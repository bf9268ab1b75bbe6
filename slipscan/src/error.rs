use thiserror::Error;

#[derive(Error, Debug)]
pub enum ScanError {
    #[error("unsupported file: {0}")]
    UnsupportedFile(String),
    #[error("slip declares {expected} legs but {found} were found")]
    LegCountMismatch { expected: usize, found: usize },
    #[error(transparent)]
    AnyhowError(#[from] anyhow::Error),
}
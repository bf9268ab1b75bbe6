use std::path::Path;

use anyhow::Result;

/// OCR result
#[derive(Debug, Clone)]
pub struct OcrResult {
    pub text: String,
    pub confidence: f32,
}

/// OCR interface
pub trait Ocr {
    /// Recognize the text of a bet slip image
    ///
    /// # Arguments
    ///
    /// * `image` - path of the image
    fn recognize(&self, image: &Path) -> Result<OcrResult>;
}
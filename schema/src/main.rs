use std::{
    env, fs,
    path::{Path, PathBuf},
};

use anyhow::{Context, Result};
use metadata::{Sportsbook, SportsbookInfo};
use parser::{BetRecord, Extraction};
use schemars::{JsonSchema, schema_for};

const VSCODE_DIR: &str = ".vscode";

fn write_schema<T: JsonSchema>(dir: &Path, file_name: &str) -> Result<()> {
    let schema = serde_json::to_string_pretty(&schema_for!(T))?;
    let path = dir.join(file_name);
    fs::write(&path, schema).with_context(|| format!("failed to write {}", path.display()))
}

fn main() -> Result<()> {
    let target_dir = env::args()
        .nth(1)
        .map(PathBuf::from)
        .unwrap_or_else(|| PathBuf::from(VSCODE_DIR));
    fs::create_dir_all(&target_dir)
        .with_context(|| format!("failed to create {}", target_dir.display()))?;

    write_schema::<BetRecord>(&target_dir, "bet_record.schema.json")?;
    write_schema::<Extraction>(&target_dir, "extraction.schema.json")?;
    write_schema::<SportsbookInfo>(&target_dir, "sportsbook_info.schema.json")?;
    write_schema::<Vec<Sportsbook>>(&target_dir, "sportsbooks.schema.json")?;
    Ok(())
}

#### [Problem to solve]
Beginning with the very first line of the material above, give each line again exactly, ending with the line that contains "let path = dir.join(file_name);".

#### [Written solution]
repository bf9268ab1b75bbe6
filename slipscan/src/error.rs
use thiserror::Error;

#[derive(Error, Debug)]
pub enum ScanError {
    #[error("unsupported file: {0}")]
    UnsupportedFile(String),
    #[error("slip declares {expected} legs but {found} were found")]
    LegCountMismatch { expected: usize, found: usize },
    #[error(transparent)]
    AnyhowError(#[from] anyhow::Error),
}
repository bf9268ab1b75bbe6
use std::path::Path;

use anyhow::Result;

/// OCR result
#[derive(Debug, Clone)]
pub struct OcrResult {
    pub text: String,
    pub confidence: f32,
}

/// OCR interface
pub trait Ocr {
    /// Recognize the text of a bet slip image
    ///
    /// # Arguments
    ///
    /// * `image` - path of the image
    fn recognize(&self, image: &Path) -> Result<OcrResult>;
}
filename schema/src/main.rs
use std::{
    env, fs,
    path::{Path, PathBuf},
};

use anyhow::{Context, Result};
use metadata::{Sportsbook, SportsbookInfo};
use parser::{BetRecord, Extraction};
use schemars::{JsonSchema, schema_for};

const VSCODE_DIR: &str = ".vscode";

fn write_schema<T: JsonSchema>(dir: &Path, file_name: &str) -> Result<()> {
    let schema = serde_json::to_string_pretty(&schema_for!(T))?;
    let path = dir.join(file_name);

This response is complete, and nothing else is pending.